It isn't affecting me as badly as I expected especially considering that I'm immunocompromised - it absolutely hit like a train early on, but the worst of the symptoms seem to have dissipated within the first two to three days of experiencing them. The most annoying part of it at this point is the low-level brain fog and the stress of trying not to cough or to otherwise spread it when I do have to go out in public, both of which are to be expected and are not particularly unique aspects of COVID.

During this period I've been staying inside for the most part and playing online chess and Scrabble with random internet people. And trying to learn Blender. I'm halfway towards making a donut in it.

EDIT: I just had breakfast, and can conclude that my sense of taste is definitely gone now or at least diminished. It's very surreal to eat a burger and receive all the textural input without the accompanying taste you would associate with it. It's a profoundly neutral experience.

My personal advice, while it’s an active infection, is to take vitamin D at least twice a day, and if possible without freezing or interacting within 6 feet of people, take a 15 min walk in sunlight with bare arms and neck daily.

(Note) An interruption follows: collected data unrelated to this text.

use std::path::{Path, PathBuf};

use serde::{Deserialize, Serialize};
use thiserror::Error;

#[derive(Debug, Error)]
pub enum ModelLoadError {
    #[error("Cannot open model '{path}': {source}")]
    Io {
        path: PathBuf,
        #[source]
        source: std::io::Error,
    },

    #[error("Malformed model '{path}': {source}")]
    Json {
        path: PathBuf,
        #[source]
        source: serde_json::Error,
    },

    #[error("Invalid model: {0}")]
    Shape(String),
}

/// Activation applied after a layer's affine transform.
#[derive(Debug, Clone, PartialEq, Serialize, Deserialize)]
pub enum Activation {
    Sigmoid,
    ReLU,
    Identity,
    /// Vector-valued; applied over the whole layer output in `DenseLayer::forward`.
    Softmax,
    Tanh,
    LeakyReLU { alpha: f64 },
}

impl Activation {
    /// Element-wise activation. `Softmax` is the identity here; the layer
    /// normalises the whole vector afterwards.
    pub fn apply(&self, x: f64) -> f64 {
        match self {
            Activation::Sigmoid => 1.0 / (1.0 + (-x).exp()),
            Activation::ReLU => if x > 0.0 { x } else { 0.0 },
            Activation::Identity | Activation::Softmax => x,
            Activation::Tanh => x.tanh(),
            Activation::LeakyReLU { alpha } => if x > 0.0 { x } else { alpha * x },
        }
    }
}

/// Numerically stable softmax (max-shifted).
pub fn softmax(values: &mut [f64]) {
    let max = values.iter().cloned().fold(f64::NEG_INFINITY, f64::max);
    let mut sum = 0.0;
    for v in values.iter_mut() {
        *v = (*v - max).exp();
        sum += *v;
    }
    if sum > 0.0 {
        for v in values.iter_mut() {
            *v /= sum;
        }
    }
}

/// Geometry of the tensor the network expects.
#[derive(Debug, Clone, Copy, PartialEq, Eq, Serialize, Deserialize)]
pub struct InputShape {
    pub width:    u32,
    pub height:   u32,
    pub channels: u32,
}

impl InputShape {
    pub fn len(&self) -> usize {
        self.width as usize * self.height as usize * self.channels as usize
    }

    pub fn is_empty(&self) -> bool { self.len() == 0 }
}

/// A fully-connected layer. `weights` is `input_size × size`, row-major by input.
#[derive(Debug, Clone, Serialize, Deserialize)]
pub struct DenseLayer {
    pub weights:    Vec<Vec<f64>>,
    pub biases:     Vec<f64>,
    pub activation: Activation,
}

impl DenseLayer {
    pub fn input_size(&self) -> usize { self.weights.len() }

    pub fn size(&self) -> usize { self.biases.len() }

    /// `a = f(x·W + b)`
    pub fn forward(&self, input: &[f64]) -> Vec<f64> {
        let mut z = self.biases.clone();
        for (x, row) in input.iter().zip(&self.weights) {
            if *x == 0.0 {
                continue;
            }
            for (acc, w) in z.iter_mut().zip(row) {
                *acc += x * w;
            }
        }
        for v in z.iter_mut() {
            *v = self.activation.apply(*v);
        }
        if self.activation == Activation::Softmax {
            softmax(&mut z);
        }
        z
    }
}

/// Inference-only feed-forward network loaded from a JSON artifact.
#[derive(Debug, Clone, Serialize, Deserialize)]
pub struct DenseNetwork {
    pub name: String,
    #[serde(default, skip_serializing_if = "Option::is_none")]
    pub description: Option<String>,
    pub input:  InputShape,
    pub layers: Vec<DenseLayer>,
}

impl DenseNetwork {
    /// Reads and structurally checks a model artifact.
    pub fn load_json(path: &Path) -> Result<DenseNetwork, ModelLoadError> {
        let file = std::fs::File::open(path)
            .map_err(|source| ModelLoadError::Io { path: path.to_path_buf(), source })?;
        let reader = std::io::BufReader::new(file);
        let network: DenseNetwork = serde_json::from_reader(reader)
            .map_err(|source| ModelLoadError::Json { path: path.to_path_buf(), source })?;
        network.check()?;
        Ok(network)
    }

    /// Serialises the network to a pretty-printed JSON file.
    pub fn save_json(&self, path: &Path) -> std::io::Result<()> {
        let file = std::fs::File::create(path)?;
        let writer = std::io::BufWriter::new(file);
        serde_json::to_writer_pretty(writer, self)
            .map_err(|e| std::io::Error::new(std::io::ErrorKind::Other, e))
    }

    /// Every layer's weight matrix must be rectangular and chain onto the
    /// previous layer's output.
    pub fn check(&self) -> Result<(), ModelLoadError> {
        if self.layers.is_empty() {
            return Err(ModelLoadError::Shape("network has no layers".into()));
        }
        let mut expected_in = self.input.len();
        for (i, layer) in self.layers.iter().enumerate() {
            if layer.size() == 0 {
                return Err(ModelLoadError::Shape(format!("layer {i} has no neurons")));
            }
            if layer.input_size() != expected_in {
                return Err(ModelLoadError::Shape(format!(
                    "layer {i} takes {} inputs but receives {expected_in}",
                    layer.input_size()
                )));
            }
            if let Some(row) = layer.weights.iter().position(|r| r.len() != layer.size()) {
                return Err(ModelLoadError::Shape(format!(
                    "layer {i} weight row {row} has {} columns, expected {}",
                    layer.weights[row].len(),
                    layer.size()
                )));
            }
            expected_in = layer.size();
        }
        Ok(())
    }

    pub fn output_size(&self) -> usize {
        self.layers.last().map(DenseLayer::size).unwrap_or(0)
    }

    pub fn output_activation(&self) -> Option<&Activation> {
        self.layers.last().map(|l| &l.activation)
    }

    pub fn forward(&self, input: &[f64]) -> Vec<f64> {
        let mut current = input.to_vec();
        for layer in &self.layers {
            current = layer.forward(&current);
        }
        current
    }
}

#[cfg(test)]
pub(crate) mod tests {
    use super::*;

    /// A one-layer softmax network over a `side × side × 3` input whose
    /// `winner` output is driven by the mean intensity.
    pub(crate) fn tiny_network(side: u32, classes: usize, winner: usize) -> DenseNetwork {
        let n = (side * side * 3) as usize;
        let weights = (0..n)
            .map(|_| (0..classes).map(|c| if c == winner { 4.0 / n as f64 } else { 0.0 }).collect())
            .collect();
        DenseNetwork {
            name: "tiny".into(),
            description: None,
            input: InputShape { width: side, height: side, channels: 3 },
            layers: vec![DenseLayer {
                weights,
                biases: vec![0.0; classes],
                activation: Activation::Softmax,
            }],
        }
    }

    #[test]
    fn softmax_sums_to_one_and_keeps_order() {
        let mut v = vec![1.0, 3.0, 2.0, 1000.0];
        softmax(&mut v);
        assert!((v.iter().sum::<f64>() - 1.0).abs() < 1e-12);
        assert!(v[3] > v[1] && v[1] > v[2] && v[2] > v[0]);
        assert!(v.iter().all(|x| x.is_finite()));
    }

    #[test]
    fn elementwise_activations() {
        assert_eq!(Activation::ReLU.apply(-2.0), 0.0);
        assert_eq!(Activation::LeakyReLU { alpha: 0.1 }.apply(-2.0), -0.2);
        assert!((Activation::Sigmoid.apply(0.0) - 0.5).abs() < 1e-12);
        assert_eq!(Activation::Identity.apply(3.5), 3.5);
    }

    #[test]
    fn dense_layer_computes_affine_then_activation() {
        let layer = DenseLayer {
            weights: vec![vec![1.0, -1.0], vec![2.0, 0.5]],
            biases: vec![0.5, 0.0],
            activation: Activation::ReLU,
        };
        // [1, 2]·W + b = [1 + 4 + 0.5, -1 + 1 + 0]
        assert_eq!(layer.forward(&[1.0, 2.0]), vec![5.5, 0.0]);
    }

    #[test]
    fn forward_favours_driven_class() {
        let net = tiny_network(2, 4, 1);
        let out = net.forward(&vec![0.9; 12]);
        assert_eq!(out.len(), 4);
        let best = out.iter().enumerate().max_by(|a, b| a.1.total_cmp(b.1)).unwrap().0;
        assert_eq!(best, 1);
    }

    #[test]
    fn check_rejects_broken_chaining() {
        let mut net = tiny_network(2, 4, 0);
        net.layers.push(DenseLayer {
            weights: vec![vec![1.0; 4]; 3],
            biases: vec![0.0; 4],
            activation: Activation::Softmax,
        });
        assert!(matches!(net.check(), Err(ModelLoadError::Shape(_))));
    }

    #[test]
    fn check_rejects_ragged_weights() {
        let mut net = tiny_network(2, 4, 0);
        net.layers[0].weights[5].pop();
        let err = net.check().unwrap_err().to_string();
        assert!(err.contains("row 5"), "{err}");
    }

    #[test]
    fn json_round_trip_through_disk() {
        let dir = tempfile::tempdir().unwrap();
        let path = dir.path().join("model.json");
        tiny_network(2, 4, 3).save_json(&path).unwrap();

        let loaded = DenseNetwork::load_json(&path).unwrap();
        assert_eq!(loaded.input.len(), 12);
        assert_eq!(loaded.output_size(), 4);
        assert_eq!(loaded.output_activation(), Some(&Activation::Softmax));
    }

    #[test]
    fn malformed_json_reports_path() {
        let dir = tempfile::tempdir().unwrap();
        let path = dir.path().join("broken.json");
        std::fs::write(&path, "{ not json").unwrap();
        let err = DenseNetwork::load_json(&path).unwrap_err();
        assert!(matches!(err, ModelLoadError::Json { .. }));
        assert!(err.to_string().contains("broken.json"));
    }
}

Zinc is a vital part of the immune system, and the worst COVID outcomes are people low in zinc and D. I took two zinc gluconate pills at breakfast and one each with lunch and dinner. (Zinc on a bare stomach results in vomiting.)

I also took 1 cup (1/4 liter) tonic water at those same meals, because hydroxychloroquine is a form of quinine (which tonic water has), and even Fauci said chloroquine (HCL’s precursor) helps tremendously with SARS, while banned doctors say HCL unlocks the body’s ability to use dietary zinc against SARS-CoV-2.

My bout with Omicron barely lasted two days on this protocol, and I felt great afterward.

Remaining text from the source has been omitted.